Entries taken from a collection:
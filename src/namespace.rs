//! Namespace-qualified name canonicalization.

use rustc_hash::FxHashMap;
use smol_str::SmolStr;

/// Rewrite a namespace-scoped qualified name (`prefix#Local` or
/// `prefix::Local`) into its canonical `prefix:Local` form using the
/// caller-supplied prefix table.
///
/// Passthrough when no table is supplied or the input carries no
/// separator; a left segment missing from the table is kept as-is.
pub(crate) fn resolve_qualified(
    name: &str,
    table: Option<&FxHashMap<SmolStr, SmolStr>>,
) -> SmolStr {
    let Some(table) = table else {
        return SmolStr::new(name);
    };
    let Some((head, tail)) = split_qualified(name) else {
        return SmolStr::new(name);
    };
    let head = table.get(head).map(SmolStr::as_str).unwrap_or(head);
    SmolStr::new(format!("{head}:{tail}"))
}

/// Split on the first `#` or `::`, whichever comes first.
fn split_qualified(name: &str) -> Option<(&str, &str)> {
    match (name.find('#'), name.find("::")) {
        (Some(hash), Some(colons)) if colons < hash => Some((&name[..colons], &name[colons + 2..])),
        (Some(hash), _) => Some((&name[..hash], &name[hash + 1..])),
        (None, Some(colons)) => Some((&name[..colons], &name[colons + 2..])),
        (None, None) => None,
    }
}

#[cfg(test)]
mod tests {
    use super::*;

    fn table(entries: &[(&str, &str)]) -> FxHashMap<SmolStr, SmolStr> {
        entries
            .iter()
            .map(|(k, v)| (SmolStr::new(k), SmolStr::new(v)))
            .collect()
    }

    #[test]
    fn passthrough_without_table() {
        assert_eq!(resolve_qualified("DC.cmof#Bounds", None), "DC.cmof#Bounds");
    }

    #[test]
    fn passthrough_without_separator() {
        let table = table(&[("DC.cmof", "dc")]);
        assert_eq!(resolve_qualified("Bounds", Some(&table)), "Bounds");
    }

    #[test]
    fn rewrites_hash_separated_references() {
        let table = table(&[("DC.cmof", "dc")]);
        assert_eq!(resolve_qualified("DC.cmof#Bounds", Some(&table)), "dc:Bounds");
    }

    #[test]
    fn rewrites_double_colon_separated_references() {
        let table = table(&[("BPMN20.cmof", "bpmn")]);
        assert_eq!(
            resolve_qualified("BPMN20.cmof::BaseElement", Some(&table)),
            "bpmn:BaseElement"
        );
    }

    #[test]
    fn unknown_prefix_is_kept() {
        let table = table(&[("DC.cmof", "dc")]);
        assert_eq!(
            resolve_qualified("DI.cmof#Shape", Some(&table)),
            "DI.cmof:Shape"
        );
    }
}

YOUR OBJECTIVE
Reproduce the entries exactly, starting at their first line and stopping after the line with "input carries no".

EXERCISE OUTPUT
filename src/namespace.rs
//! Namespace-qualified name canonicalization.

use rustc_hash::FxHashMap;
use smol_str::SmolStr;

/// Rewrite a namespace-scoped qualified name (`prefix#Local` or
/// `prefix::Local`) into its canonical `prefix:Local` form using the
/// caller-supplied prefix table.
///
/// Passthrough when no table is supplied or the input carries no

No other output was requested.